可約的 · MoDELS · 向量化 · 變分自編碼 · Performer ·

2023 年 4 月 11 日

VpROM: A novel Variational AutoEncoder-boosted Reduced Order Model for the treatment of parametric dependencies in nonlinear systems

Thomas Simpson,Konstantinos Vlachas,Anthony Garland,Nikolaos Dervilis,Eleni Chatzi

Reduced Order Models (ROMs) are of considerable importance in many areas of engineering in which computational time presents difficulties. Established approaches employ projection-based reduction such as Proper Orthogonal Decomposition, however, such methods can become inefficient or fail in the case of parameteric or strongly nonlinear models. Such limitations are usually tackled via a library of local reduction bases each of which being valid for a given parameter vector. The success of such methods, however, is strongly reliant upon the method used to relate the parameter vectors to the local bases, this is typically achieved using clustering or interpolation methods. We propose the replacement of these methods with a Variational Autoencoder (VAE) to be used as a generative model which can infer the local basis corresponding to a given parameter vector in a probabilistic manner.

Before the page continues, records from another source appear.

//! Console-side inputs: the extraction interface, a JSON capture adapter,
//! and the per-run memoized accessor the checks share.

use asv_model::{
    ConfidenceInterval, ConfidenceIntervalSet, DensityBin, DensitySet, ExecutionId,
    ExtractedResultSet, LevelMappingSet, LevelRow, MomentRow, MomentSet,
};
use serde::Deserialize;
use std::cell::OnceCell;
use std::collections::BTreeMap;
use std::fs;
use std::path::PathBuf;
use tracing::debug;

#[derive(Debug, Clone, thiserror::Error)]
pub enum ExtractionError {
    #[error("failed reading capture {path}: {detail}")]
    Io { path: PathBuf, detail: String },
    #[error("invalid capture json {path}: {detail}")]
    Json { path: PathBuf, detail: String },
    #[error("{family}: descriptors of {execution} differ from execution:1")]
    InconsistentDescriptors {
        family: &'static str,
        execution: ExecutionId,
    },
}

/// Statistic families parsed out of the textual report, one entry per
/// execution in run order.
pub trait ResultExtractor {
    fn extract_moments(&self) -> Result<MomentSet, ExtractionError>;
    fn extract_moment_confidence_intervals(&self)
    -> Result<ConfidenceIntervalSet, ExtractionError>;
    fn extract_pdfs(&self) -> Result<DensitySet, ExtractionError>;
    fn extract_level_mappings(&self) -> Result<LevelMappingSet, ExtractionError>;
}

#[derive(Debug, Default, Deserialize)]
struct CaptureExecution {
    #[serde(default)]
    moments: BTreeMap<String, MomentRow>,
    #[serde(default)]
    moment_confidence_intervals: BTreeMap<String, ConfidenceInterval>,
    #[serde(default)]
    probability_density: BTreeMap<String, Vec<DensityBin>>,
    #[serde(default)]
    level_mappings: BTreeMap<String, Vec<LevelRow>>,
}

#[derive(Debug, Deserialize)]
struct CaptureDocument {
    executions: Vec<CaptureExecution>,
}

/// Reads the row tables a console parser wrote out as JSON.
#[derive(Debug, Clone)]
pub struct JsonCaptureExtractor {
    path: PathBuf,
}

impl JsonCaptureExtractor {
    #[must_use]
    pub fn new(path: impl Into<PathBuf>) -> Self {
        Self { path: path.into() }
    }

    fn load(&self) -> Result<CaptureDocument, ExtractionError> {
        let raw = fs::read_to_string(&self.path).map_err(|err| ExtractionError::Io {
            path: self.path.clone(),
            detail: err.to_string(),
        })?;
        serde_json::from_str(&raw).map_err(|err| ExtractionError::Json {
            path: self.path.clone(),
            detail: err.to_string(),
        })
    }

    fn family<T>(
        &self,
        family: &'static str,
        select: impl Fn(CaptureExecution) -> BTreeMap<String, T>,
    ) -> Result<ExtractedResultSet<T>, ExtractionError> {
        let document = self.load()?;
        let set = ExtractedResultSet::new(document.executions.into_iter().map(select).collect());
        if let Some(execution) = set.first_inconsistent_execution() {
            return Err(ExtractionError::InconsistentDescriptors { family, execution });
        }
        debug!(
            family,
            executions = set.execution_count(),
            capture = %self.path.display(),
            "extracted console results"
        );
        Ok(set)
    }
}

impl ResultExtractor for JsonCaptureExtractor {
    fn extract_moments(&self) -> Result<MomentSet, ExtractionError> {
        self.family("moments", |execution| execution.moments)
    }

    fn extract_moment_confidence_intervals(
        &self,
    ) -> Result<ConfidenceIntervalSet, ExtractionError> {
        self.family("moment_confidence_intervals", |execution| {
            execution.moment_confidence_intervals
        })
    }

    fn extract_pdfs(&self) -> Result<DensitySet, ExtractionError> {
        self.family("probability_density", |execution| {
            execution.probability_density
        })
    }

    fn extract_level_mappings(&self) -> Result<LevelMappingSet, ExtractionError> {
        self.family("level_mappings", |execution| execution.level_mappings)
    }
}

fn memoized<'c, T>(
    cell: &'c OnceCell<T>,
    extract: impl FnOnce() -> Result<T, ExtractionError>,
) -> Result<&'c T, ExtractionError> {
    if let Some(cached) = cell.get() {
        return Ok(cached);
    }
    let value = extract()?;
    Ok(cell.get_or_init(|| value))
}

/// Built once per verification run and lent to every check. Each family
/// is extracted on first use and reused afterwards; failed extractions
/// are not cached.
#[derive(Debug)]
pub struct ExtractionCache<E> {
    extractor: E,
    moments: OnceCell<MomentSet>,
    confidence_intervals: OnceCell<ConfidenceIntervalSet>,
    densities: OnceCell<DensitySet>,
    level_mappings: OnceCell<LevelMappingSet>,
}

impl<E: ResultExtractor> ExtractionCache<E> {
    #[must_use]
    pub fn new(extractor: E) -> Self {
        Self {
            extractor,
            moments: OnceCell::new(),
            confidence_intervals: OnceCell::new(),
            densities: OnceCell::new(),
            level_mappings: OnceCell::new(),
        }
    }

    pub fn moments(&self) -> Result<&MomentSet, ExtractionError> {
        memoized(&self.moments, || self.extractor.extract_moments())
    }

    pub fn confidence_intervals(&self) -> Result<&ConfidenceIntervalSet, ExtractionError> {
        memoized(&self.confidence_intervals, || {
            self.extractor.extract_moment_confidence_intervals()
        })
    }

    pub fn densities(&self) -> Result<&DensitySet, ExtractionError> {
        memoized(&self.densities, || self.extractor.extract_pdfs())
    }

    pub fn level_mappings(&self) -> Result<&LevelMappingSet, ExtractionError> {
        memoized(&self.level_mappings, || {
            self.extractor.extract_level_mappings()
        })
    }

    #[must_use]
    pub fn extractor(&self) -> &E {
        &self.extractor
    }
}

#[cfg(test)]
mod tests {
    use super::{ExtractionCache, ExtractionError, JsonCaptureExtractor, ResultExtractor};
    use asv_model::{
        ConfidenceIntervalSet, DensitySet, ExecutionId, ExtractedResultSet, LevelMappingSet,
        MomentRow, MomentSet,
    };
    use std::cell::Cell;
    use std::collections::BTreeMap;

    #[derive(Default)]
    struct CountingExtractor {
        moment_calls: Cell<usize>,
    }

    impl ResultExtractor for CountingExtractor {
        fn extract_moments(&self) -> Result<MomentSet, ExtractionError> {
            self.moment_calls.set(self.moment_calls.get() + 1);
            Ok(ExtractedResultSet::new(vec![BTreeMap::from([(
                "f1".to_string(),
                MomentRow::from([1.0, 2.0, 3.0, 4.0]),
            )])]))
        }

        fn extract_moment_confidence_intervals(
            &self,
        ) -> Result<ConfidenceIntervalSet, ExtractionError> {
            Ok(ExtractedResultSet::default())
        }

        fn extract_pdfs(&self) -> Result<DensitySet, ExtractionError> {
            Ok(ExtractedResultSet::default())
        }

        fn extract_level_mappings(&self) -> Result<LevelMappingSet, ExtractionError> {
            Ok(ExtractedResultSet::default())
        }
    }

    #[test]
    fn each_family_is_extracted_once() {
        let cache = ExtractionCache::new(CountingExtractor::default());
        let first = cache.moments().expect("moments").execution_count();
        let second = cache.moments().expect("moments").execution_count();
        assert_eq!(first, second);
        assert_eq!(cache.extractor().moment_calls.get(), 1);
    }

    #[test]
    fn json_capture_keeps_execution_order() {
        let dir = tempfile::tempdir().expect("tempdir");
        let path = dir.path().join("capture.json");
        std::fs::write(
            &path,
            r#"{"executions": [
                {"moments": {"f1": [1.0, 2.0, 3.0, 4.0]},
                 "level_mappings": {"f1": [[1.0, 0.2, null, null]]}},
                {"moments": {"f1": [5.0, 6.0, 7.0, 8.0]},
                 "level_mappings": {"f1": [[2.0, null, null, 1.1]]}}
            ]}"#,
        )
        .expect("write capture");

        let extractor = JsonCaptureExtractor::new(&path);
        let moments = extractor.extract_moments().expect("moments");
        let second = ExecutionId::from_index(1);
        assert_eq!(moments.get(second, "f1").map(|row| row.mean), Some(5.0));

        let levels = extractor.extract_level_mappings().expect("levels");
        let rows = levels.get(second, "f1").expect("rows");
        assert_eq!(rows[0].field(3), Some(1.1));
        assert!(extractor.extract_pdfs().expect("pdfs").descriptors().is_empty());
    }

    #[test]
    fn inconsistent_descriptors_are_rejected() {
        let dir = tempfile::tempdir().expect("tempdir");
        let path = dir.path().join("capture.json");
        std::fs::write(
            &path,
            r#"{"executions": [
                {"moments": {"f1": [1.0, 2.0, 3.0, 4.0]}},
                {"moments": {"f2": [1.0, 2.0, 3.0, 4.0]}}
            ]}"#,
        )
        .expect("write capture");

        let err = JsonCaptureExtractor::new(&path)
            .extract_moments()
            .expect_err("descriptor drift");
        assert!(matches!(
            err,
            ExtractionError::InconsistentDescriptors { family: "moments", .. }
        ));
    }
}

The resulting VAE-boosted parametric ROM \emph{VpROM} still retains the physical insights of a projection-based method but also allows for better treatment of problems where model dependencies or excitation traits cause the dynamic behavior to span multiple response regimes. Moreover, the probabilistic treatment of the VAE representation allows for uncertainty quantification on the reduction bases which may then be propagated to the ROM response. The performance of the proposed approach is validated on an open-source simulation benchmark featuring hysteresis and multi-parametric dependencies, and on a large-scale wind turbine tower characterised by nonlinear material behavior and model uncertainty.